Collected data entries

◇ ◇ ◇ ◇ ◇ ◇ ◇

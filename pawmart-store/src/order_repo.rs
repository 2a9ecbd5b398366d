use async_trait::async_trait;
use chrono::{DateTime, Utc};
use pawmart_core::membership::TierName;
use pawmart_core::{CheckoutError, CheckoutResult};
use pawmart_order::models::{
    CustomerInfo, Invoice, InvoiceStatus, ManualClaim, Order, OrderChange, OrderLine, OrderStatus,
    PaymentMethod,
};
use pawmart_order::repository::OrderLedger;
use pawmart_pricing::shipping::WaiverReason;
use pawmart_shared::pii::Masked;
use sqlx::PgPool;
use uuid::Uuid;

/// Postgres-backed OrderLedger. Row structs keep the queries type-safe; the
/// runtime query API is used so the crate builds without a live database.
pub struct PgOrderLedger {
    pool: PgPool,
}

impl PgOrderLedger {
    pub fn new(pool: PgPool) -> Self {
        Self { pool }
    }
}

fn db_err(err: sqlx::Error) -> CheckoutError {
    CheckoutError::Internal(format!("database error: {}", err))
}

fn bad_row(column: &str, value: &str) -> CheckoutError {
    CheckoutError::Internal(format!("unrecognized {} value: {}", column, value))
}

#[derive(sqlx::FromRow)]
struct OrderRow {
    id: Uuid,
    user_id: String,
    customer_name: String,
    customer_email: String,
    shipping_address: String,
    subtotal_cents: i64,
    coupon_discount_cents: i64,
    discount_code: Option<String>,
    membership_discount_cents: i64,
    membership_tier: Option<String>,
    shipping_fee_cents: i64,
    shipping_waiver: Option<String>,
    free_delivery_code: Option<String>,
    total_cents: i64,
    payment_method: String,
    status: String,
    claim_reference: Option<String>,
    claim_account: Option<String>,
    claim_attested_at: Option<DateTime<Utc>>,
    gateway_ref: Option<String>,
    created_at: DateTime<Utc>,
    updated_at: DateTime<Utc>,
}

#[derive(sqlx::FromRow)]
struct OrderLineRow {
    product_id: Uuid,
    unit_price_cents: i64,
    quantity: i32,
}

#[derive(sqlx::FromRow)]
struct InvoiceRow {
    id: Uuid,
    invoice_number: String,
    order_id: Uuid,
    subtotal_cents: i64,
    coupon_discount_cents: i64,
    membership_discount_cents: i64,
    shipping_fee_cents: i64,
    total_cents: i64,
    payment_status: String,
    created_at: DateTime<Utc>,
}

fn assemble_order(row: OrderRow, lines: Vec<OrderLineRow>) -> CheckoutResult<Order> {
    let status =
        OrderStatus::parse(&row.status).ok_or_else(|| bad_row("status", &row.status))?;
    let payment_method = PaymentMethod::parse(&row.payment_method)
        .ok_or_else(|| bad_row("payment_method", &row.payment_method))?;
    let membership_tier = match &row.membership_tier {
        Some(t) => Some(TierName::parse(t).ok_or_else(|| bad_row("membership_tier", t))?),
        None => None,
    };
    let shipping_waiver = match &row.shipping_waiver {
        Some(w) => Some(WaiverReason::parse(w).ok_or_else(|| bad_row("shipping_waiver", w))?),
        None => None,
    };
    let manual_claim = row.claim_attested_at.map(|attested_at| ManualClaim {
        reference: row.claim_reference.clone(),
        account: row.claim_account.clone(),
        attested_at,
    });

    let order = Order {
        id: row.id,
        customer: CustomerInfo {
            user_id: row.user_id,
            name: row.customer_name,
            email: Masked(row.customer_email),
            shipping_address: row.shipping_address,
        },
        lines: lines
            .into_iter()
            .map(|l| OrderLine {
                product_id: l.product_id,
                unit_price_cents: l.unit_price_cents,
                quantity: l.quantity as u32,
            })
            .collect(),
        subtotal_cents: row.subtotal_cents,
        coupon_discount_cents: row.coupon_discount_cents,
        discount_code: row.discount_code,
        membership_discount_cents: row.membership_discount_cents,
        membership_tier,
        shipping_fee_cents: row.shipping_fee_cents,
        shipping_waiver,
        free_delivery_code: row.free_delivery_code,
        total_cents: row.total_cents,
        payment_method,
        status,
        manual_claim,
        gateway_ref: row.gateway_ref,
        created_at: row.created_at,
        updated_at: row.updated_at,
    };

    if let Err(err) = order.verify_total() {
        tracing::error!(order_id = %order.id, %err, "stored order fails its total invariant");
        return Err(err);
    }
    Ok(order)
}

fn assemble_invoice(row: InvoiceRow) -> CheckoutResult<Invoice> {
    let payment_status = InvoiceStatus::parse(&row.payment_status)
        .ok_or_else(|| bad_row("payment_status", &row.payment_status))?;
    Ok(Invoice {
        id: row.id,
        invoice_number: row.invoice_number,
        order_id: row.order_id,
        subtotal_cents: row.subtotal_cents,
        coupon_discount_cents: row.coupon_discount_cents,
        membership_discount_cents: row.membership_discount_cents,
        shipping_fee_cents: row.shipping_fee_cents,
        total_cents: row.total_cents,
        payment_status,
        created_at: row.created_at,
    })
}

const ORDER_COLUMNS: &str = "id, user_id, customer_name, customer_email, shipping_address, \
     subtotal_cents, coupon_discount_cents, discount_code, membership_discount_cents, \
     membership_tier, shipping_fee_cents, shipping_waiver, free_delivery_code, total_cents, \
     payment_method, status, claim_reference, claim_account, claim_attested_at, gateway_ref, \
     created_at, updated_at";

impl PgOrderLedger {
    async fn load_lines(&self, order_id: Uuid) -> CheckoutResult<Vec<OrderLineRow>> {
        sqlx::query_as::<_, OrderLineRow>(
            "SELECT product_id, unit_price_cents, quantity FROM order_lines \
             WHERE order_id = $1 ORDER BY created_at",
        )
        .bind(order_id)
        .fetch_all(&self.pool)
        .await
        .map_err(db_err)
    }

    async fn load_orders(&self, rows: Vec<OrderRow>) -> CheckoutResult<Vec<Order>> {
        let mut orders = Vec::with_capacity(rows.len());
        for row in rows {
            let lines = self.load_lines(row.id).await?;
            orders.push(assemble_order(row, lines)?);
        }
        Ok(orders)
    }
}

#[async_trait]
impl OrderLedger for PgOrderLedger {
    async fn create_order(&self, order: &Order) -> CheckoutResult<()> {
        order.verify_total()?;
        let claim = order.manual_claim.as_ref();

        let mut tx = self.pool.begin().await.map_err(db_err)?;

        sqlx::query(
            "INSERT INTO orders (id, user_id, customer_name, customer_email, shipping_address, \
             subtotal_cents, coupon_discount_cents, discount_code, membership_discount_cents, \
             membership_tier, shipping_fee_cents, shipping_waiver, free_delivery_code, \
             total_cents, payment_method, status, claim_reference, claim_account, \
             claim_attested_at, gateway_ref, created_at, updated_at) \
             VALUES ($1, $2, $3, $4, $5, $6, $7, $8, $9, $10, $11, $12, $13, $14, $15, $16, \
             $17, $18, $19, $20, $21, $22)",
        )
        .bind(order.id)
        .bind(&order.customer.user_id)
        .bind(&order.customer.name)
        .bind(order.customer.email.inner())
        .bind(&order.customer.shipping_address)
        .bind(order.subtotal_cents)
        .bind(order.coupon_discount_cents)
        .bind(&order.discount_code)
        .bind(order.membership_discount_cents)
        .bind(order.membership_tier.map(|t| t.as_str()))
        .bind(order.shipping_fee_cents)
        .bind(order.shipping_waiver.map(|w| w.as_str()))
        .bind(&order.free_delivery_code)
        .bind(order.total_cents)
        .bind(order.payment_method.as_str())
        .bind(order.status.as_str())
        .bind(claim.and_then(|c| c.reference.clone()))
        .bind(claim.and_then(|c| c.account.clone()))
        .bind(claim.map(|c| c.attested_at))
        .bind(&order.gateway_ref)
        .bind(order.created_at)
        .bind(order.updated_at)
        .execute(&mut *tx)
        .await
        .map_err(db_err)?;

        for line in &order.lines {
            sqlx::query(
                "INSERT INTO order_lines (id, order_id, product_id, unit_price_cents, quantity) \
                 VALUES ($1, $2, $3, $4, $5)",
            )
            .bind(Uuid::new_v4())
            .bind(order.id)
            .bind(line.product_id)
            .bind(line.unit_price_cents)
            .bind(line.quantity as i32)
            .execute(&mut *tx)
            .await
            .map_err(db_err)?;
        }

        tx.commit().await.map_err(db_err)
    }

    async fn get_order(&self, id: Uuid) -> CheckoutResult<Option<Order>> {
        let row = sqlx::query_as::<_, OrderRow>(&format!(
            "SELECT {} FROM orders WHERE id = $1",
            ORDER_COLUMNS
        ))
        .bind(id)
        .fetch_optional(&self.pool)
        .await
        .map_err(db_err)?;

        match row {
            Some(row) => {
                let lines = self.load_lines(row.id).await?;
                Ok(Some(assemble_order(row, lines)?))
            }
            None => Ok(None),
        }
    }

    async fn update_status(&self, id: Uuid, status: OrderStatus) -> CheckoutResult<()> {
        let result = sqlx::query("UPDATE orders SET status = $1, updated_at = NOW() WHERE id = $2")
            .bind(status.as_str())
            .bind(id)
            .execute(&self.pool)
            .await
            .map_err(db_err)?;
        if result.rows_affected() == 0 {
            return Err(CheckoutError::Internal(format!("order {} not found", id)));
        }
        Ok(())
    }

    async fn record_manual_claim(&self, id: Uuid, claim: &ManualClaim) -> CheckoutResult<()> {
        sqlx::query(
            "UPDATE orders SET claim_reference = $1, claim_account = $2, claim_attested_at = $3, \
             updated_at = NOW() WHERE id = $4",
        )
        .bind(&claim.reference)
        .bind(&claim.account)
        .bind(claim.attested_at)
        .bind(id)
        .execute(&self.pool)
        .await
        .map_err(db_err)?;
        Ok(())
    }

    async fn record_gateway_ref(&self, id: Uuid, gateway_ref: &str) -> CheckoutResult<()> {
        sqlx::query("UPDATE orders SET gateway_ref = $1, updated_at = NOW() WHERE id = $2")
            .bind(gateway_ref)
            .bind(id)
            .execute(&self.pool)
            .await
            .map_err(db_err)?;
        Ok(())
    }

    async fn add_order_change(&self, change: &OrderChange) -> CheckoutResult<()> {
        sqlx::query(
            "INSERT INTO order_changes (id, order_id, change_type, from_status, to_status, \
             actor, note, created_at) VALUES ($1, $2, $3, $4, $5, $6, $7, $8)",
        )
        .bind(change.id)
        .bind(change.order_id)
        .bind(&change.change_type)
        .bind(change.from_status.map(|s| s.as_str()))
        .bind(change.to_status.map(|s| s.as_str()))
        .bind(&change.actor)
        .bind(&change.note)
        .bind(change.created_at)
        .execute(&self.pool)
        .await
        .map_err(db_err)?;
        Ok(())
    }

    async fn list_pending_before(&self, cutoff: DateTime<Utc>) -> CheckoutResult<Vec<Order>> {
        let rows = sqlx::query_as::<_, OrderRow>(&format!(
            "SELECT {} FROM orders WHERE status = $1 AND updated_at < $2 ORDER BY updated_at",
            ORDER_COLUMNS
        ))
        .bind(OrderStatus::PendingPayment.as_str())
        .bind(cutoff)
        .fetch_all(&self.pool)
        .await
        .map_err(db_err)?;

        self.load_orders(rows).await
    }

    async fn list_paid_missing_invoice(&self) -> CheckoutResult<Vec<Order>> {
        let rows = sqlx::query_as::<_, OrderRow>(&format!(
            "SELECT {} FROM orders o WHERE o.status = $1 \
             AND NOT EXISTS (SELECT 1 FROM invoices i WHERE i.order_id = o.id) \
             ORDER BY o.updated_at",
            ORDER_COLUMNS
        ))
        .bind(OrderStatus::Paid.as_str())
        .fetch_all(&self.pool)
        .await
        .map_err(db_err)?;

        self.load_orders(rows).await
    }

    async fn list_awaiting_verification(&self) -> CheckoutResult<Vec<Order>> {
        let rows = sqlx::query_as::<_, OrderRow>(&format!(
            "SELECT {} FROM orders WHERE status = $1 AND claim_attested_at IS NOT NULL \
             ORDER BY updated_at",
            ORDER_COLUMNS
        ))
        .bind(OrderStatus::PendingPayment.as_str())
        .fetch_all(&self.pool)
        .await
        .map_err(db_err)?;

        self.load_orders(rows).await
    }

    async fn create_invoice(&self, invoice: &Invoice) -> CheckoutResult<Invoice> {
        // One invoice per order: the unique constraint on order_id makes the
        // insert a no-op on replay, and the stored record is returned.
        sqlx::query(
            "INSERT INTO invoices (id, invoice_number, order_id, subtotal_cents, \
             coupon_discount_cents, membership_discount_cents, shipping_fee_cents, total_cents, \
             payment_status, created_at) VALUES ($1, $2, $3, $4, $5, $6, $7, $8, $9, $10) \
             ON CONFLICT (order_id) DO NOTHING",
        )
        .bind(invoice.id)
        .bind(&invoice.invoice_number)
        .bind(invoice.order_id)
        .bind(invoice.subtotal_cents)
        .bind(invoice.coupon_discount_cents)
        .bind(invoice.membership_discount_cents)
        .bind(invoice.shipping_fee_cents)
        .bind(invoice.total_cents)
        .bind(invoice.payment_status.as_str())
        .bind(invoice.created_at)
        .execute(&self.pool)
        .await
        .map_err(db_err)?;

        self.invoice_for_order(invoice.order_id)
            .await?
            .ok_or_else(|| {
                CheckoutError::Internal(format!(
                    "invoice for order {} missing after insert",
                    invoice.order_id
                ))
            })
    }

    async fn invoice_for_order(&self, order_id: Uuid) -> CheckoutResult<Option<Invoice>> {
        let row = sqlx::query_as::<_, InvoiceRow>(
            "SELECT id, invoice_number, order_id, subtotal_cents, coupon_discount_cents, \
             membership_discount_cents, shipping_fee_cents, total_cents, payment_status, \
             created_at FROM invoices WHERE order_id = $1",
        )
        .bind(order_id)
        .fetch_optional(&self.pool)
        .await
        .map_err(db_err)?;

        row.map(assemble_invoice).transpose()
    }

    async fn mark_invoice_paid(&self, order_id: Uuid) -> CheckoutResult<Invoice> {
        // A Paid invoice is immutable; the guard makes replays no-ops.
        sqlx::query(
            "UPDATE invoices SET payment_status = $1 WHERE order_id = $2 AND payment_status <> $1",
        )
        .bind(InvoiceStatus::Paid.as_str())
        .bind(order_id)
        .execute(&self.pool)
        .await
        .map_err(db_err)?;

        self.invoice_for_order(order_id).await?.ok_or_else(|| {
            CheckoutError::Internal(format!("no invoice for order {}", order_id))
        })
    }
}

◇ ◇ ◇ ◇ ◇ ◇ ◇

Tally the lines in the records that contain the word "parse"; the answer is that number and nothing more.

5